Paul Moore

Profile
- Position: Halfback

Personal information
- Born: January 23, 1918 York, South Carolina, U.S.
- Died: May 3, 1975 (aged 56) Martin County, Florida, U.S.
- Listed height: 5 ft 9 in (1.75 m)
- Listed weight: 208 lb (94 kg)

Career information
- High school: York (SC)
- College: Presbyterian

Career history
- Detroit Lions (1940–1941);

Career statistics
- Games played: 15
- Stats at Pro Football Reference

= Paul Moore (American football) =

American football player (1918–1975)

Paul Neely "June" Moore (January 23, 1918 – May 3, 1975) was an American football player. He played college football as a halfback for the Presbyterian Blue Hose from 1936 to 1939 and professional football for the Detroit Lions in 1940 and 1941.

==Early life==
Moore was born in 1918 in York, South Carolina. He attended York High School and Presbyterian College, both in South Carolina. He played college football as a blocking halfback for the Presbyterian Blue Hose football team from 1936 to 1939.

==Professional athlete==
Presbyterian coach Walter A. Johnson recommended that Detroit Lions coach Potsy Clark sign Moore. Clark invited Moore for a tryout, and Moore impressed. He played for two seasons as a blocking back and linebacker for the Lions. He appeared in 14 or 15 games during the 1940 and 1941 seasons.

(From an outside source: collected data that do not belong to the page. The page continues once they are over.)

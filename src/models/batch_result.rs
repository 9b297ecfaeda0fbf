//! Batch processing result models.

use chrono::{DateTime, Utc};
use rust_decimal::Decimal;
use serde::{Deserialize, Serialize};
use uuid::Uuid;

use crate::calculation::checked_add;
use crate::error::EngineResult;

use super::{PayrollRecord, PayrollStatus};

/// Aggregate money totals over the successful employees of a batch.
#[derive(Debug, Clone, Copy, Default, PartialEq, Eq, Serialize, Deserialize)]
pub struct BatchTotals {
    /// Sum of gross pay.
    pub gross: Decimal,
    /// Sum of net pay.
    pub net: Decimal,
    /// Sum of total deductions.
    pub deductions: Decimal,
}

/// A per-employee failure inside a batch.
#[derive(Debug, Clone, PartialEq, Eq, Serialize, Deserialize)]
pub struct BatchError {
    /// The employee whose calculation failed.
    pub employee_id: String,
    /// What went wrong.
    pub message: String,
}

/// Overall outcome of a batch, derived from its counts.
#[derive(Debug, Clone, Copy, PartialEq, Eq, Serialize, Deserialize)]
#[serde(rename_all = "snake_case")]
pub enum BatchOutcome {
    /// Every employee succeeded.
    Completed,
    /// Some employees succeeded and some failed.
    PartialFailure,
    /// Every employee failed.
    Failed,
}

/// The result of running payroll for many employees in one pay period.
///
/// A batch always produces a result; callers inspect [`BatchResult::outcome`]
/// or the error list instead of relying on an overall error.
///
/// # Example
///
/// ```
/// use payroll_engine::models::{BatchOutcome, BatchResult};
/// use uuid::Uuid;
///
/// let result = BatchResult::new("batch_2024_01_19_120000_ab12cd34", Uuid::new_v4());
/// assert_eq!(result.outcome(), BatchOutcome::Completed);
/// ```
#[derive(Debug, Clone, PartialEq, Eq, Serialize, Deserialize)]
pub struct BatchResult {
    /// Batch identifier (timestamp plus random suffix).
    pub batch_id: String,
    /// The pay period processed.
    pub pay_period_id: Uuid,
    /// Employees with a persisted record.
    pub processed_count: usize,
    /// Employees that failed.
    pub error_count: usize,
    /// Totals over successful employees only.
    pub totals: BatchTotals,
    /// Records created, in input order.
    pub record_ids: Vec<Uuid>,
    /// Failures, in input order.
    pub errors: Vec<BatchError>,
    /// Wall-clock processing time in microseconds.
    pub processing_time_us: u64,
}

impl BatchResult {
    /// Creates an empty result.
    pub fn new(batch_id: impl Into<String>, pay_period_id: Uuid) -> Self {
        Self {
            batch_id: batch_id.into(),
            pay_period_id,
            processed_count: 0,
            error_count: 0,
            totals: BatchTotals::default(),
            record_ids: Vec::new(),
            errors: Vec::new(),
            processing_time_us: 0,
        }
    }

    /// Adds a successful employee's record to the counts and totals.
    ///
    /// The batch is left unchanged if a total would overflow.
    pub fn record_success(&mut self, record: &PayrollRecord) -> EngineResult<()> {
        let result = &record.result;
        self.totals = BatchTotals {
            gross: checked_add(self.totals.gross, result.gross_pay)?,
            net: checked_add(self.totals.net, result.net_pay)?,
            deductions: checked_add(self.totals.deductions, result.total_deductions)?,
        };
        self.processed_count += 1;
        self.record_ids.push(record.id);
        Ok(())
    }

    /// Adds a failed employee.
    pub fn record_failure(&mut self, employee_id: impl Into<String>, message: impl Into<String>) {
        self.error_count += 1;
        self.errors.push(BatchError {
            employee_id: employee_id.into(),
            message: message.into(),
        });
    }

    /// Classifies the batch.
    pub fn outcome(&self) -> BatchOutcome {
        match (self.processed_count, self.error_count) {
            (_, 0) => BatchOutcome::Completed,
            (0, _) => BatchOutcome::Failed,
            _ => BatchOutcome::PartialFailure,
        }
    }
}

/// Builds a batch identifier of the form `batch_YYYY_MM_DD_HHMMSS_xxxxxxxx`.
pub fn generate_batch_id(now: DateTime<Utc>) -> String {
    let suffix = Uuid::new_v4().simple().to_string();
    format!("batch_{}_{}", now.format("%Y_%m_%d_%H%M%S"), &suffix[..8])
}

/// Aggregated view of all payroll records for one pay period.
#[derive(Debug, Clone, Default, PartialEq, Eq, Serialize, Deserialize)]
pub struct PayrollSummary {
    /// The pay period summarized.
    pub pay_period_id: Uuid,
    /// Records counted, excluding cancelled ones.
    pub record_count: usize,
    /// Draft records.
    pub draft_count: usize,
    /// Processed records.
    pub processed_count: usize,
    /// Cancelled records.
    pub cancelled_count: usize,
    /// Sum of gross pay.
    pub total_gross: Decimal,
    /// Sum of net pay.
    pub total_net: Decimal,
    /// Sum of total deductions.
    pub total_deductions: Decimal,
    /// Sum of federal tax.
    pub total_federal_tax: Decimal,
    /// Sum of state tax.
    pub total_state_tax: Decimal,
    /// Sum of Social Security.
    pub total_social_security: Decimal,
    /// Sum of Medicare.
    pub total_medicare: Decimal,
    /// Sum of regular hours.
    pub total_regular_hours: Decimal,
    /// Sum of overtime hours.
    pub total_overtime_hours: Decimal,
}

impl PayrollSummary {
    /// Summarizes records for a pay period. Cancelled records are counted
    /// but excluded from the totals.
    ///
    /// Fails with a validation error if a total overflows.
    pub fn from_records<'a, I>(pay_period_id: Uuid, records: I) -> EngineResult<Self>
    where
        I: IntoIterator<Item = &'a PayrollRecord>,
    {
        let mut summary = Self {
            pay_period_id,
            ..Default::default()
        };

        for record in records {
            match record.status {
                PayrollStatus::Draft => summary.draft_count += 1,
                PayrollStatus::Processed => summary.processed_count += 1,
                PayrollStatus::Cancelled => {
                    summary.cancelled_count += 1;
                    continue;
                }
            }

            let result = &record.result;
            summary.record_count += 1;
            for (total, amount) in [
                (&mut summary.total_gross, result.gross_pay),
                (&mut summary.total_net, result.net_pay),
                (&mut summary.total_deductions, result.total_deductions),
                (&mut summary.total_federal_tax, result.tax_deductions.federal),
                (&mut summary.total_state_tax, result.tax_deductions.state),
                (&mut summary.total_social_security, result.tax_deductions.social_security),
                (&mut summary.total_medicare, result.tax_deductions.medicare),
                (&mut summary.total_regular_hours, result.hours.regular),
                (&mut summary.total_overtime_hours, result.hours.overtime),
            ] {
                *total = checked_add(*total, amount)?;
            }
        }

        Ok(summary)
    }
}

#[cfg(test)]
mod tests {
    use super::*;

    #[test]
    fn test_outcome_classification() {
        let mut result = BatchResult::new("batch_test", Uuid::new_v4());
        assert_eq!(result.outcome(), BatchOutcome::Completed);

        result.record_failure("emp_003", "employee not found: emp_003");
        assert_eq!(result.outcome(), BatchOutcome::Failed);
        assert_eq!(result.error_count, 1);

        result.processed_count = 4;
        assert_eq!(result.outcome(), BatchOutcome::PartialFailure);
    }

    fn record_with_gross(gross: Decimal) -> PayrollRecord {
        let result = crate::models::PayrollResult {
            calculation_id: Uuid::new_v4(),
            employee_id: "emp_001".to_string(),
            period_start: chrono::NaiveDate::from_ymd_opt(2024, 1, 1).unwrap(),
            period_end: chrono::NaiveDate::from_ymd_opt(2024, 1, 14).unwrap(),
            hours: Default::default(),
            time_entries_used: false,
            time_entries_count: 0,
            gross_pay: gross,
            tax_deductions: Default::default(),
            benefit_deductions: Default::default(),
            other_deductions: Decimal::ZERO,
            total_deductions: Decimal::ZERO,
            net_pay: gross,
            warnings: vec![],
            calculated_at: Utc::now(),
        };
        PayrollRecord::new(Uuid::new_v4(), result, Utc::now())
    }

    #[test]
    fn test_record_success_overflow_leaves_batch_unchanged() {
        let mut result = BatchResult::new("batch_test", Uuid::new_v4());
        result.record_success(&record_with_gross(Decimal::MAX)).unwrap();
        let before = result.clone();

        let err = result
            .record_success(&record_with_gross(Decimal::ONE))
            .unwrap_err();
        assert!(matches!(err, crate::error::EngineError::Validation { .. }));
        assert_eq!(result, before);
        assert_eq!(result.processed_count, 1);
    }

    #[test]
    fn test_summary_overflow_is_error() {
        let records = [record_with_gross(Decimal::MAX), record_with_gross(Decimal::MAX)];
        assert!(PayrollSummary::from_records(Uuid::new_v4(), &records).is_err());

        let summary = PayrollSummary::from_records(Uuid::new_v4(), &records[..1]).unwrap();
        assert_eq!(summary.total_gross, Decimal::MAX);
    }

    #[test]
    fn test_batch_id_format() {
        let now = DateTime::parse_from_rfc3339("2024-01-19T12:34:56Z")
            .unwrap()
            .with_timezone(&Utc);
        let id = generate_batch_id(now);

        assert!(id.starts_with("batch_2024_01_19_123456_"));
        assert_eq!(id.len(), "batch_2024_01_19_123456_".len() + 8);
        assert_ne!(id, generate_batch_id(now));
    }

    #[test]
    fn test_outcome_serialization() {
        assert_eq!(
            serde_json::to_string(&BatchOutcome::PartialFailure).unwrap(),
            "\"partial_failure\""
        );
    }
}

Moore also played minor league baseball. In January 1942, Moore enlisted in the United States Navy following the attack on Pearl Harbor. He was medically discharged from the Navy in 1943 and returned to the Lions in August 1943. He did not return to the team's regular season lineup.

==Family and later years==
Moore was married in March 1942 to Sally Virginia Gentel. Teammate Chuck Hanneman was his best man.

Moore lived in later years at Okeechobee, Florida. He was a counselor at the Dunklin Memorial Camp there. He died there in 1975 at age 57 of an apparent heart attack.